[Required action]
Every record shown below is to be output exactly.

[Provided entries]
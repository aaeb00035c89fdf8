//! Postgres persistence for the attendance service: pool construction,
//! schema bootstrap, the store traits the engine consumes, and their
//! repository implementations (plus mockall doubles for tests).

pub mod mock;
pub mod models;
pub mod repositories;
pub mod schema;
pub mod store;

use std::time::Duration;

use eyre::Result;
use sqlx::postgres::PgPoolOptions;
use sqlx::{Pool, Postgres};

pub type DbPool = Pool<Postgres>;

/// The whole workload is a handful of short point queries; a small pool
/// with a bounded acquire wait keeps a wedged database from piling up
/// request tasks.
const MAX_CONNECTIONS: u32 = 5;
const ACQUIRE_TIMEOUT: Duration = Duration::from_secs(10);

/// Builds the shared connection pool. Connects eagerly, so a bad
/// `DATABASE_URL` fails at startup instead of on the first request.
pub async fn create_pool(database_url: &str) -> Result<DbPool> {
    let pool = PgPoolOptions::new()
        .max_connections(MAX_CONNECTIONS)
        .acquire_timeout(ACQUIRE_TIMEOUT)
        .connect(database_url)
        .await?;

    Ok(pool)
}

[Completed exercise]
repository aaeb00035c89fdf8
//! Postgres persistence for the attendance service: pool construction,
//! schema bootstrap, the store traits the engine consumes, and their
//! repository implementations (plus mockall doubles for tests).

pub mod mock;
pub mod models;
pub mod repositories;
pub mod schema;
pub mod store;

use std::time::Duration;

use eyre::Result;
use sqlx::postgres::PgPoolOptions;
use sqlx::{Pool, Postgres};

pub type DbPool = Pool<Postgres>;

/// The whole workload is a handful of short point queries; a small pool
/// with a bounded acquire wait keeps a wedged database from piling up
/// request tasks.
const MAX_CONNECTIONS: u32 = 5;
const ACQUIRE_TIMEOUT: Duration = Duration::from_secs(10);

/// Builds the shared connection pool. Connects eagerly, so a bad
/// `DATABASE_URL` fails at startup instead of on the first request.
pub async fn create_pool(database_url: &str) -> Result<DbPool> {
    let pool = PgPoolOptions::new()
        .max_connections(MAX_CONNECTIONS)
        .acquire_timeout(ACQUIRE_TIMEOUT)
        .connect(database_url)
        .await?;

    Ok(pool)
}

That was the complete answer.